Les propositions du Nouveau Théâtre Expérimental (NTE) ne manquent pas d'audace, c'est le moins qu'on puisse dire. Même si la dimension « expérimenta le » étouffe parfois sa contrepartie « théâtrale », au profit d'une réflexion nébuleuse.

Déjà l'an dernier, Naissances nous conviait à une promenade dans le ventre d'Espace libre; sympathique promenade au cours de laquelle cinq courtes formes nous étaient présentées dans différentes «stations ». Cette semaine, Rodrigue Jean et Gaétan Nadeau en rajoutent une couche avec ce Zoo 2011, pièce-installation déambulatoire inspirée du Zoo original de Jean- Pierre Ronfard et Robert Gravel, créé dans les rues de Montréal en 1977 avec des animaux (!), ce qui n'est pas le cas ici.

D'abord, il n'y a pas d'heure de début de la représentation de Zoo 2011. Pas plus qu'il n'y a de dialogues. Il n'y a même pas de comédiens! Vous pouvez vous pointer à n'importe quel moment, entre 20h et 21h30, pour observer la faune urbaine qui occupe la grande salle d'Espace libre. Là, vous verrez une quinzaine de personnes qui s'affairent. Pour la plupart de véritables artisans, mais aux pratiques parfois singulières, «qui échappent au contrôle de l'État». Ici un fabricant d'appâts de pêche, là un fabricant de dildos en acier inoxydable...

Les derniers Mohicans

Il ne convient pas de révéler ici toutes les pratiques observées ni toutes les tranches de vie dont nous sommes témoins . Disons simplement qu'on a l'impression d'être dans un off-Salon des métiers d'art.

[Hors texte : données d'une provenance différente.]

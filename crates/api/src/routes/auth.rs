use std::net::SocketAddr;

use axum::{
    extract::{ConnectInfo, State},
    Json,
};

use transit_types::api::auth::{RequestOtpRequest, RequestOtpResponse, VerifyOtpRequest, VerifyOtpResponse};
use transit_types::enums::RateLimitDimension;
use transit_types::validation::validate_phone;
use transit_types::AppError;

use crate::middleware::AppState;
use crate::response::{api_error, ApiError};

/// Requests an OTP for a phone number, rate-limited on both the phone and
/// the caller's IP so one device can't exhaust a victim's SMS quota.
pub async fn request_otp(
    State(state): State<AppState>,
    ConnectInfo(addr): ConnectInfo<SocketAddr>,
    Json(req): Json<RequestOtpRequest>,
) -> Result<Json<RequestOtpResponse>, ApiError> {
    validate_phone(&req.phone).map_err(|e| api_error(AppError::Validation(e)))?;

    let ip = addr.ip().to_string();

    state
        .rate_limiter()
        .check(RateLimitDimension::Phone, &req.phone)
        .await
        .map_err(api_error)?;
    state
        .rate_limiter()
        .check(RateLimitDimension::Ip, &ip)
        .await
        .map_err(api_error)?;

    let response = state
        .otp_service()
        .request_otp(&req.phone)
        .await
        .map_err(api_error)?;

    state
        .rate_limiter()
        .record(RateLimitDimension::Phone, &req.phone)
        .await
        .map_err(api_error)?;
    state
        .rate_limiter()
        .record(RateLimitDimension::Ip, &ip)
        .await
        .map_err(api_error)?;

    Ok(Json(response))
}

/// Verifies an OTP and mints a session token for the (possibly new) user.
pub async fn verify_otp(
    State(state): State<AppState>,
    Json(req): Json<VerifyOtpRequest>,
) -> Result<Json<VerifyOtpResponse>, ApiError> {
    validate_phone(&req.phone).map_err(|e| api_error(AppError::Validation(e)))?;

    let response = state
        .otp_service()
        .verify_otp(&req.phone, &req.code)
        .await
        .map_err(api_error)?;

    Ok(Json(response))
}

À la différence qu'on ne peut entrer en contact avec ces humains qui s'exposent à nous (sauf peut-être à la fin). Et qu'ils n'ont absolument rien à vendre. Mis à part, peut-être, une parcelle d'âme.. . Car nous, spectateurs errants, sommes volontairement placés dans des situations de voyeurisme.

Mais pourquoi? C'est la question qu'on se pose du début à la fin de ce projet artistique. Bien sûr, nous portons tous un jugement sur l'activité qui se déroule sous nos yeux. Sur sa valeur aussi. Ces scènes de vie nous renvoient parfois aussi à nous-mêmes. Mais audelà du geste d'ouverture, qui consiste à admettre la part de l'autre (aussi bizarre soit-elle), il n'est pas aisé d'extraire la matière dramatique de tous ces cas individuels écrasés par une musique angoissante qui devient peu à peu insupportable.

Il est vrai que nos sociétés occidentales se sont mises dans le pétrin en ne fabriquant pratiquement plus rien. Notre économie de services, où les consultants sont rois, importe de plus en plus. Nos matières premières sont le plus souvent transformées ailleurs. Dans ce sens, on a un peu l'impression que les artisans qui nous font face sont les derniers Mohicans d'une société qui peine à transmettre son savoirfaire. Encore qu'on peut se questionner sur le bien-fondé de certains savoir-faire...

Chacun aura sans doute sa propre interprétation de ces scènes de vie en forme de polaroïds. Les créateurs nous laissent une si grande marge d'interprétation qu'aucune idée forte ne se fraie un chemin. On discute entre spectateurs, on essaie de faire des liens avec notre propre histoire. Avec la solitude de ces gens... On se conte des peurs, mais, honnêtement, on tourne à vide, et on n'en retire pas grand-chose.

À Espace libre jusqu'au 29 octobre.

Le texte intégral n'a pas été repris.